Directions for this task
In the listing below, find each line with the string "suggestion" and report it.

┌─ Records supplied

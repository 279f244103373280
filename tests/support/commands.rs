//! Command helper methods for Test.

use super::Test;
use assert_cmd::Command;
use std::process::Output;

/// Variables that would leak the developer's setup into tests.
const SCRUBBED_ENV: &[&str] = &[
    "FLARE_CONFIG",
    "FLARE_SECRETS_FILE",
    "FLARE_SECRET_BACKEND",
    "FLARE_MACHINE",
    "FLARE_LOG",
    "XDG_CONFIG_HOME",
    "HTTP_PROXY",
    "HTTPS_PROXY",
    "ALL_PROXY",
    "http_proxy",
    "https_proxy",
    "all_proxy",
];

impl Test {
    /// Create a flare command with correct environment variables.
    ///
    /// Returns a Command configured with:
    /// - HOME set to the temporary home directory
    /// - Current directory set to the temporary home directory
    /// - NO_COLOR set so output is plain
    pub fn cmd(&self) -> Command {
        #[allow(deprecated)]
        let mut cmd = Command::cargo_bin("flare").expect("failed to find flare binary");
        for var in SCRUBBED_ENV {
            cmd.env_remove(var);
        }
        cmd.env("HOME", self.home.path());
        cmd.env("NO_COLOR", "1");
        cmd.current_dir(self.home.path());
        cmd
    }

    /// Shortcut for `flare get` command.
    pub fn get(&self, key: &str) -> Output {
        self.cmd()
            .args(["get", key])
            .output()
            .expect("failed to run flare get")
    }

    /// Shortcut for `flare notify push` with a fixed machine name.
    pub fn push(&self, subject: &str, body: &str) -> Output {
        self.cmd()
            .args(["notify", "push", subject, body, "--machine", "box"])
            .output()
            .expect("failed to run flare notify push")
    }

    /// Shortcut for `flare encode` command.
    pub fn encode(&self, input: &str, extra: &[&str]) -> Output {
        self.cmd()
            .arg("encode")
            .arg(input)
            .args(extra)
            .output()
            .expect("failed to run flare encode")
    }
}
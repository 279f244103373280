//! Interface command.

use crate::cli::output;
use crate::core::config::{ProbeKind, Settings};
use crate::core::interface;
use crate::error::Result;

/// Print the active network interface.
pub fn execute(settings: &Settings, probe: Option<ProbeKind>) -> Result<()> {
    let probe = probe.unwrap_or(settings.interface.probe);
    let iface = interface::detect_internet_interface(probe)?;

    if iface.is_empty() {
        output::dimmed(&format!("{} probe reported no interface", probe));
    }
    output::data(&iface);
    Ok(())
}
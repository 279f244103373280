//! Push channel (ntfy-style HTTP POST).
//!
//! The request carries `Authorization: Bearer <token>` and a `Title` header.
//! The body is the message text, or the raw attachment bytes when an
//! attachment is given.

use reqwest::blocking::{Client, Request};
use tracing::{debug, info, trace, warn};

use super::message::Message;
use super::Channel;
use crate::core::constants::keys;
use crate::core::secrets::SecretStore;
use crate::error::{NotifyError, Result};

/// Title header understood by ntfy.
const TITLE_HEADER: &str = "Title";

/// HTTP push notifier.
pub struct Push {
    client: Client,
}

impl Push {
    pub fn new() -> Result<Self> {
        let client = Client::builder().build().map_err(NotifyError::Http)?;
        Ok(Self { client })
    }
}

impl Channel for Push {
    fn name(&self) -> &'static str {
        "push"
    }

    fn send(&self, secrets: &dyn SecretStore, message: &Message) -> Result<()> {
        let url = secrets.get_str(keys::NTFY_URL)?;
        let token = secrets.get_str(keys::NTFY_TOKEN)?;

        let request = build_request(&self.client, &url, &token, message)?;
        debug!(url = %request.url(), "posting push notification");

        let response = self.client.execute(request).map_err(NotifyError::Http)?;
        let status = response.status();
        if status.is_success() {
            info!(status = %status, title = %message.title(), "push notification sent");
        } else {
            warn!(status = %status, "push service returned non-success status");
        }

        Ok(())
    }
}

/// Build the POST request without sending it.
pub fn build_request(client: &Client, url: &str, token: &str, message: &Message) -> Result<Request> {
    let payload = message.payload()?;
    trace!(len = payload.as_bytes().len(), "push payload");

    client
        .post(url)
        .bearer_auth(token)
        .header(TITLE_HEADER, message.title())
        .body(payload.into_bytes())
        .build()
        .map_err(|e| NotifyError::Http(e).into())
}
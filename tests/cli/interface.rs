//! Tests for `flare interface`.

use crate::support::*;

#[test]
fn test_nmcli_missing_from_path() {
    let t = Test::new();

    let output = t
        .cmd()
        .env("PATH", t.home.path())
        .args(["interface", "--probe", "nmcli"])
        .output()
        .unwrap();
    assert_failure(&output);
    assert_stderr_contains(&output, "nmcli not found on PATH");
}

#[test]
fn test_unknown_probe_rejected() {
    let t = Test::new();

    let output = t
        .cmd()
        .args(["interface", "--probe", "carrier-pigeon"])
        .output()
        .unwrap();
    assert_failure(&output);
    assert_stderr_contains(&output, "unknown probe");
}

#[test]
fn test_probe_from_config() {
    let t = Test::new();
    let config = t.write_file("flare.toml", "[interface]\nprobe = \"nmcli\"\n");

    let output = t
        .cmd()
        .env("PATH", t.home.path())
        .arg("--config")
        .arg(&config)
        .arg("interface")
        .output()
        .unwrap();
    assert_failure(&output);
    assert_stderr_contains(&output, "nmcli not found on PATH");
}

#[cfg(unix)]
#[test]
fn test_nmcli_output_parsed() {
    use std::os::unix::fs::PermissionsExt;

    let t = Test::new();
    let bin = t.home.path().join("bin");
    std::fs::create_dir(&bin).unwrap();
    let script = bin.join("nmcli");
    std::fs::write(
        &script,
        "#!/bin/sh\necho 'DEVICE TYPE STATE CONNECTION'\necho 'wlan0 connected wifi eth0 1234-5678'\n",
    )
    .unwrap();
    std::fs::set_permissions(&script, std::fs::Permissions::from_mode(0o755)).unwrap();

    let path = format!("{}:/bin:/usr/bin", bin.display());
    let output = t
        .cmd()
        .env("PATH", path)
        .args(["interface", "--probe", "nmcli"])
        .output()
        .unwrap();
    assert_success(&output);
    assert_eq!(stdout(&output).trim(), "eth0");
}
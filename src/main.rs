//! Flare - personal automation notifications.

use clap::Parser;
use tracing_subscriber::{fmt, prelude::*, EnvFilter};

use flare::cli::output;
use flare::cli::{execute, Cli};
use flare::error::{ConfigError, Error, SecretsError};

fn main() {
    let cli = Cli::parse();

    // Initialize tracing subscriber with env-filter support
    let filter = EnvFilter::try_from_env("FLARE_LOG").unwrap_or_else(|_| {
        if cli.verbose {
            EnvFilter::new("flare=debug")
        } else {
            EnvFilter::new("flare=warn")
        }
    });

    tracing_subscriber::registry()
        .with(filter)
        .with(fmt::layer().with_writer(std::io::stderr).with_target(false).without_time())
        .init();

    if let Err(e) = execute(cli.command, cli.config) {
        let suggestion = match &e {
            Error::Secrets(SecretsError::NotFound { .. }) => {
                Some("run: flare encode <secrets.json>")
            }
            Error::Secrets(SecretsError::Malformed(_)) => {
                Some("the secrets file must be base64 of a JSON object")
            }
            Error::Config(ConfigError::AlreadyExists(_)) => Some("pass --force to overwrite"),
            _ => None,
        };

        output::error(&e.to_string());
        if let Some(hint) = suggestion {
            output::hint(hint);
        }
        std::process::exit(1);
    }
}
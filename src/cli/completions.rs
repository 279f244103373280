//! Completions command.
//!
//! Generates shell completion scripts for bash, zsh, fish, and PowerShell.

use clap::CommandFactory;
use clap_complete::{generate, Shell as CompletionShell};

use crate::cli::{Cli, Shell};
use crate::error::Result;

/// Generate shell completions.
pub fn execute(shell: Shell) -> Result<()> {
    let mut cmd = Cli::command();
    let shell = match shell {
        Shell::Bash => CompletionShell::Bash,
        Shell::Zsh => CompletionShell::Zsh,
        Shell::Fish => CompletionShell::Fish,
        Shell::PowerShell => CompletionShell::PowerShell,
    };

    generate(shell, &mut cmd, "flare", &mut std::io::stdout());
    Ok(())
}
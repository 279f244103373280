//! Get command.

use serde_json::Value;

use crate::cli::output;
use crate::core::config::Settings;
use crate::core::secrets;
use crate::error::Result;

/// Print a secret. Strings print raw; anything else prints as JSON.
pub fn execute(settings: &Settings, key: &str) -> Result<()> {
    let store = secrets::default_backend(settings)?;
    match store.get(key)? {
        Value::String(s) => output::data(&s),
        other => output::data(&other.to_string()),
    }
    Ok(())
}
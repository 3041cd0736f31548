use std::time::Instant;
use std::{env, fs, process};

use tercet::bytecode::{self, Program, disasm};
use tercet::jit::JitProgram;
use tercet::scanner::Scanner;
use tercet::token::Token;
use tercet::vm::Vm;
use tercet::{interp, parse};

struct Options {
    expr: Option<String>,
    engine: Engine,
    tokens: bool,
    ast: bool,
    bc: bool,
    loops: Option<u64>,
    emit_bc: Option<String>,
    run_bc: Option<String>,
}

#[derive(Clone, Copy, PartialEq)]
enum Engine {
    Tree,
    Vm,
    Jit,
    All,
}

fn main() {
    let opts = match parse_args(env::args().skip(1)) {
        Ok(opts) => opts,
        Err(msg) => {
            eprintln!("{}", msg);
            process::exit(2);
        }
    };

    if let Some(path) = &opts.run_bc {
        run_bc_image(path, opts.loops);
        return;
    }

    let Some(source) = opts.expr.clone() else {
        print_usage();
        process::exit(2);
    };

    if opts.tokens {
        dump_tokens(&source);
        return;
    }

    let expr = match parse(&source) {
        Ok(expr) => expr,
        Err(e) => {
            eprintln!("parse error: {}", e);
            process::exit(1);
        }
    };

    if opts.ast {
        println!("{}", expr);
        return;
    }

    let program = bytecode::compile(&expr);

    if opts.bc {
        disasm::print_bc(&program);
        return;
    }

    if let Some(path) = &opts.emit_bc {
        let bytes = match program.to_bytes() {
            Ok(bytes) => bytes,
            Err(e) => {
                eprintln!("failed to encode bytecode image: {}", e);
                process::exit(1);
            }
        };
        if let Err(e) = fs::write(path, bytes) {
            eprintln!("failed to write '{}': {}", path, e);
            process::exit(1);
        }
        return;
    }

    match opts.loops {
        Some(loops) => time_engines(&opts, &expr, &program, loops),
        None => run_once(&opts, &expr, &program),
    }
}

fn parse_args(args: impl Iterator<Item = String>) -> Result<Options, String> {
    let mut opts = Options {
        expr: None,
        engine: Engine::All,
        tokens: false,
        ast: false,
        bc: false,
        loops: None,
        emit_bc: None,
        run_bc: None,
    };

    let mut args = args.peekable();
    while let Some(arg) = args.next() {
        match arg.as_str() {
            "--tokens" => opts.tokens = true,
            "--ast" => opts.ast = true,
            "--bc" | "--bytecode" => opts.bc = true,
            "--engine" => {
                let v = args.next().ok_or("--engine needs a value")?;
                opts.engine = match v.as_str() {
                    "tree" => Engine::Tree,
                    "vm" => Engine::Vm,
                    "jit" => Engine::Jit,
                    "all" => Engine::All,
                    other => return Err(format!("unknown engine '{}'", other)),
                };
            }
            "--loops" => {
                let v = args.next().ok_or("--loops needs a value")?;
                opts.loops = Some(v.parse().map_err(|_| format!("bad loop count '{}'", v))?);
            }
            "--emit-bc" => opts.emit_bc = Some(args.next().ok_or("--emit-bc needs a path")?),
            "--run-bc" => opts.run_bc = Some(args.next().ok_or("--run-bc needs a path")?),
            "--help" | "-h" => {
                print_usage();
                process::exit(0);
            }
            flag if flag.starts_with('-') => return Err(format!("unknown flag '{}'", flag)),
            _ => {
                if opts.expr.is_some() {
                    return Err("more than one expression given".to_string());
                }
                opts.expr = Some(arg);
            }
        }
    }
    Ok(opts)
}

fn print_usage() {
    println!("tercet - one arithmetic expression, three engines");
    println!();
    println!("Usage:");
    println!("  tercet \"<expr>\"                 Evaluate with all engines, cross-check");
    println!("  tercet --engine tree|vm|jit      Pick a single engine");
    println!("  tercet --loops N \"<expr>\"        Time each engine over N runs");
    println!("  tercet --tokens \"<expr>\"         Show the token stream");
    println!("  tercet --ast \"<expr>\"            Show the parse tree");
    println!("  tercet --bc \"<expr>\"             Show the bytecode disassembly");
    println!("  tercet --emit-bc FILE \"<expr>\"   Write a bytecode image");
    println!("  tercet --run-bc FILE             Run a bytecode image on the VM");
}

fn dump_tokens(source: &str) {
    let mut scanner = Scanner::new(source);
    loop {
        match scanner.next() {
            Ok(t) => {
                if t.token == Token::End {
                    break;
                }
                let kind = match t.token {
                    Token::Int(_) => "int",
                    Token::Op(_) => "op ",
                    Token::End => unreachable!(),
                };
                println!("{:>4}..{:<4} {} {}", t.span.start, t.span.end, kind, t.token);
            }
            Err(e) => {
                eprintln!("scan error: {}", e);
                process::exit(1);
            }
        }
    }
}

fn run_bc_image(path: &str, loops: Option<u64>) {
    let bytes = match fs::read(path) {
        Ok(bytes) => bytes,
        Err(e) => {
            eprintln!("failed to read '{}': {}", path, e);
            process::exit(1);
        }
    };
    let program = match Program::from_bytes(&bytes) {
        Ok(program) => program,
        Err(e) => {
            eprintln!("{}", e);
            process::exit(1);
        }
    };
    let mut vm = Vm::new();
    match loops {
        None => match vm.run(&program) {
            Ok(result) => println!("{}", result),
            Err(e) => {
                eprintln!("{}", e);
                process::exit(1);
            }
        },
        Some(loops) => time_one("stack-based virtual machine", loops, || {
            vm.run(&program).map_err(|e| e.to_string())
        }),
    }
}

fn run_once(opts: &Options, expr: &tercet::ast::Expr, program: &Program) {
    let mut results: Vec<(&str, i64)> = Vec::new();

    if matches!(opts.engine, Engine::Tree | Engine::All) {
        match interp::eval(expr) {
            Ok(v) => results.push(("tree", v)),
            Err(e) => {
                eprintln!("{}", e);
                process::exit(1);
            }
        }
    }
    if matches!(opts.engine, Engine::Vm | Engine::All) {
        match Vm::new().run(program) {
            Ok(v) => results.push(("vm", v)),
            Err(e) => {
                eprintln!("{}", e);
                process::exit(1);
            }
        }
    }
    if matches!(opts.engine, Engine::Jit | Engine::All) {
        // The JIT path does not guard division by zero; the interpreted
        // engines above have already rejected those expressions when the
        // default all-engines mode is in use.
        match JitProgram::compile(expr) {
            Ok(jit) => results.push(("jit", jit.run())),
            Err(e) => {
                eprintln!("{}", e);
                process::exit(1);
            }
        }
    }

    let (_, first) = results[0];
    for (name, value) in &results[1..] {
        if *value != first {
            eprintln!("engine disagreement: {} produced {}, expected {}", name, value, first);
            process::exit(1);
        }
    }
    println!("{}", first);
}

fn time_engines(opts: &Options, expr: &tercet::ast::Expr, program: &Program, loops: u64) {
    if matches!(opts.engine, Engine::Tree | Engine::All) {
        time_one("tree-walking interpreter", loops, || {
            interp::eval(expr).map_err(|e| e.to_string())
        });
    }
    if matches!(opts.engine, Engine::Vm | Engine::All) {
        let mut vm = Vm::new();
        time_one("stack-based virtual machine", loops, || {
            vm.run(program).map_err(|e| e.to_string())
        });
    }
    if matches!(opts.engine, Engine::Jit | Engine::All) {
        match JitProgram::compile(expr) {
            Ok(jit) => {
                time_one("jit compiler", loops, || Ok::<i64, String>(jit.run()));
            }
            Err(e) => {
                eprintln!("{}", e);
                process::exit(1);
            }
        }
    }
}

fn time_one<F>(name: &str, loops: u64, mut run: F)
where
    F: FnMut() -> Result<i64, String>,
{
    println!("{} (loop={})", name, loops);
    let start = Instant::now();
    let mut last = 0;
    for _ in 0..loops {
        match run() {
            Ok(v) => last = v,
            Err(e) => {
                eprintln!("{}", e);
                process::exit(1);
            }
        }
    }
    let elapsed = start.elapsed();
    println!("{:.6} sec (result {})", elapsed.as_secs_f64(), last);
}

└─

Solution to the problem
        let suggestion = match &e {
        if let Some(hint) = suggestion {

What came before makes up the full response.